[slides] Attention Augmented Convolutional Networks

This paper introduces a novel two-dimensional relative self-attention mechanism to enhance convolutional networks for discriminative visual tasks. The authors argue that while convolutions are effective for many computer vision applications, they have a significant limitation in capturing global information due to their local operation. Self-attention, on the other hand, can capture long-range interactions but has primarily been used in sequence and generative modeling tasks. The proposed mechanism combines convolutional and self-attention features by concatenating them, aiming to leverage the strengths of both. Extensive experiments on ImageNet and COCO datasets show that Attention Augmentation leads to consistent improvements in image classification and object detection across various models and scales, including ResNets and a state-of-the-art mobile constrained network. The method achieves a 1.3% top-1 accuracy improvement on ImageNet and a 1.4 mAP improvement on COCO, outperforming other attention mechanisms such as Squeeze-and-Excitation. The paper also discusses the benefits of fully attentional models and the importance of position encodings in maintaining translation equivariance.This paper introduces a novel two-dimensional relative self-attention mechanism to enhance convolutional networks for discriminative visual tasks. The authors argue that while convolutions are effective for many computer vision applications, they have a significant limitation in capturing global information due to their local operation. Self-attention, on the other hand, can capture long-range interactions but has primarily been used in sequence and generative modeling tasks. The proposed mechanism combines convolutional and self-attention features by concatenating them, aiming to leverage the strengths of both.

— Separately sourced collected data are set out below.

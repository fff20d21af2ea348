//! HotelDB Console
//!
//! Interactive menu over every hotel table.

use std::io::{self, BufRead, Write};

use clap::Parser;
use hoteldb::{Config, HotelError, NameIndexPolicy, Registry, SnapshotMode, TableId, TableOps};
use tracing_subscriber::{fmt, EnvFilter};

/// HotelDB Console
#[derive(Parser, Debug)]
#[command(name = "hoteldb")]
#[command(about = "Interactive hotel management database")]
#[command(version)]
struct Args {
    /// Data directory
    #[arg(short, long, default_value = "./hoteldb_data")]
    data_dir: String,

    /// Hash index bucket count
    #[arg(short, long, default_value = "100")]
    buckets: usize,

    /// Keep the name index exact on update and delete
    #[arg(long)]
    maintain_name_index: bool,

    /// Wait for every snapshot before returning from insert/update
    #[arg(long)]
    sync_snapshots: bool,
}

fn main() {
    // Logs go to stderr so they do not interleave with the menus
    let filter = EnvFilter::try_from_default_env().unwrap_or_else(|_| EnvFilter::new("info"));

    fmt()
        .with_env_filter(filter)
        .with_target(true)
        .with_thread_ids(true)
        .with_writer(io::stderr)
        .init();

    let args = Args::parse();

    tracing::info!("HotelDB Console v{}", hoteldb::VERSION);
    tracing::info!("Data directory: {}", args.data_dir);

    let config = Config::builder()
        .data_dir(&args.data_dir)
        .bucket_count(args.buckets)
        .name_index_policy(if args.maintain_name_index {
            NameIndexPolicy::Maintained
        } else {
            NameIndexPolicy::Legacy
        })
        .snapshot_mode(if args.sync_snapshots {
            SnapshotMode::Synchronous
        } else {
            SnapshotMode::Background
        })
        .build();

    let registry = match Registry::open(config) {
        Ok(r) => r,
        Err(e) => {
            tracing::error!("Failed to open database: {}", e);
            std::process::exit(1);
        }
    };

    {
        let stdin = io::stdin();
        let stdout = io::stdout();
        let mut console = Console::new(&registry, stdin.lock(), stdout.lock());

        if let Err(e) = console.run() {
            tracing::error!("Console error: {}", e);
        }
    }

    if let Err(e) = registry.close() {
        tracing::error!("Failed to flush tables on exit: {}", e);
        std::process::exit(1);
    }
}

// =============================================================================
// Console
// =============================================================================

struct Console<'a, I, O> {
    registry: &'a Registry,
    input: I,
    out: O,
}

impl<'a, I: BufRead, O: Write> Console<'a, I, O> {
    fn new(registry: &'a Registry, input: I, out: O) -> Self {
        Self {
            registry,
            input,
            out,
        }
    }

    /// Main menu; returns on exit or end of input
    fn run(&mut self) -> io::Result<()> {
        writeln!(self.out, "\n\t\t*************************************************")?;
        writeln!(self.out, "\t\t*                HOTEL MANAGEMENT               *")?;
        writeln!(self.out, "\t\t*************************************************\n")?;

        let registry = self.registry;
        let exit_choice = TableId::ALL.len() as i32 + 1;

        loop {
            writeln!(self.out, "\nMain Menu:")?;
            for id in TableId::ALL {
                writeln!(self.out, "{}. {} Management", id.index() + 1, id)?;
            }
            writeln!(self.out, "{}. Exit", exit_choice)?;

            let Some(choice) = self.prompt_int("Enter choice")? else {
                return Ok(());
            };

            if choice == exit_choice {
                writeln!(self.out, "Thank you for using Hotel Management System!")?;
                return Ok(());
            }

            match usize::try_from(choice)
                .ok()
                .and_then(|n| n.checked_sub(1))
                .and_then(TableId::from_index)
            {
                Some(id) => {
                    if !self.table_menu(registry.table(id))? {
                        return Ok(());
                    }
                }
                None => writeln!(self.out, "Invalid choice!")?,
            }
        }
    }

    /// Per-table menu; returns false when input ran out
    fn table_menu(&mut self, table: &dyn TableOps) -> io::Result<bool> {
        loop {
            writeln!(self.out, "\n{} Operations:", table.name())?;
            writeln!(self.out, "1. Insert")?;
            writeln!(self.out, "2. Display")?;
            writeln!(self.out, "3. Update")?;
            writeln!(self.out, "4. Delete")?;
            writeln!(self.out, "5. Search")?;
            writeln!(self.out, "6. Return to Main Menu")?;

            let Some(choice) = self.prompt_int("Enter choice")? else {
                return Ok(false);
            };

            let outcome = match choice {
                1 => match self.read_fields(table)? {
                    Some(fields) => {
                        let fields: Vec<&str> = fields.iter().map(String::as_str).collect();
                        table.insert_fields(&fields).map(|_| "Record added successfully!")
                    }
                    None => return Ok(false),
                },
                2 => table.display(&mut self.out).map(|_| ""),
                3 => {
                    let Some(id) = self.prompt_int("Enter ID to update")? else {
                        return Ok(false);
                    };
                    match self.read_fields(table)? {
                        Some(fields) => {
                            let fields: Vec<&str> = fields.iter().map(String::as_str).collect();
                            table
                                .update_fields(id, &fields)
                                .map(|_| "Record updated successfully!")
                        }
                        None => return Ok(false),
                    }
                }
                4 => {
                    let Some(id) = self.prompt_int("Enter ID to delete")? else {
                        return Ok(false);
                    };
                    table.delete(id).map(|_| "Record deleted successfully!")
                }
                5 => {
                    if !self.search(table)? {
                        return Ok(false);
                    }
                    Ok("")
                }
                6 => return Ok(true),
                _ => Ok("Invalid choice!"),
            };

            match outcome {
                Ok("") => {}
                Ok(message) => writeln!(self.out, "{}", message)?,
                Err(HotelError::DuplicateKey(id)) => {
                    writeln!(self.out, "Record with ID {} already exists! Retry again.", id)?
                }
                Err(HotelError::NotFound(_)) => writeln!(self.out, "Record not found!")?,
                Err(e) => writeln!(self.out, "Error: {}", e)?,
            }
        }
    }

    /// Search by id or name; returns false when input ran out
    fn search(&mut self, table: &dyn TableOps) -> io::Result<bool> {
        writeln!(self.out, "You want the search by id or name")?;
        writeln!(self.out, "1- Id")?;
        writeln!(self.out, "2- Name")?;

        let Some(option) = self.prompt_int("Enter choice")? else {
            return Ok(false);
        };

        let found = match option {
            1 => {
                let Some(id) = self.prompt_int("Enter ID to search")? else {
                    return Ok(false);
                };
                writeln!(self.out, "Searching by id in {} table....", table.name())?;
                table.render_by_id(id)
            }
            2 => {
                let Some(label) = table.secondary_key() else {
                    writeln!(self.out, "{} has no name field to search by", table.name())?;
                    return Ok(true);
                };
                let Some(name) = self.prompt(&format!("Enter {} to search", label))? else {
                    return Ok(false);
                };
                writeln!(self.out, "Searching by name in {} table....", table.name())?;
                table.render_by_name(&name)
            }
            _ => {
                writeln!(self.out, "Invalid choice!")?;
                return Ok(true);
            }
        };

        match found {
            Some(line) => writeln!(self.out, "{}", line)?,
            None => writeln!(self.out, "Record not found!")?,
        }
        Ok(true)
    }

    /// Prompt for every field of the table
    fn read_fields(&mut self, table: &dyn TableOps) -> io::Result<Option<Vec<String>>> {
        let mut values = Vec::with_capacity(table.fields().len());
        for label in table.fields() {
            match self.prompt(&format!("Enter {}", label))? {
                Some(value) => values.push(value),
                None => return Ok(None),
            }
        }
        Ok(Some(values))
    }

    /// Read one trimmed line; `None` at end of input
    fn prompt(&mut self, label: &str) -> io::Result<Option<String>> {
        write!(self.out, "{}: ", label)?;
        self.out.flush()?;

        let mut line = String::new();
        if self.input.read_line(&mut line)? == 0 {
            return Ok(None);
        }
        Ok(Some(line.trim().to_string()))
    }

    /// Prompt until an integer is entered; `None` at end of input
    fn prompt_int(&mut self, label: &str) -> io::Result<Option<i32>> {
        loop {
            let Some(raw) = self.prompt(label)? else {
                return Ok(None);
            };
            match raw.parse() {
                Ok(value) => return Ok(Some(value)),
                Err(_) => writeln!(self.out, "Please enter a number.")?,
            }
        }
    }
}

Extensive experiments on ImageNet and COCO datasets show that Attention Augmentation leads to consistent improvements in image classification and object detection across various models and scales, including ResNets and a state-of-the-art mobile constrained network. The method achieves a 1.3% top-1 accuracy improvement on ImageNet and a 1.4 mAP improvement on COCO, outperforming other attention mechanisms such as Squeeze-and-Excitation. The paper also discusses the benefits of fully attentional models and the importance of position encodings in maintaining translation equivariance.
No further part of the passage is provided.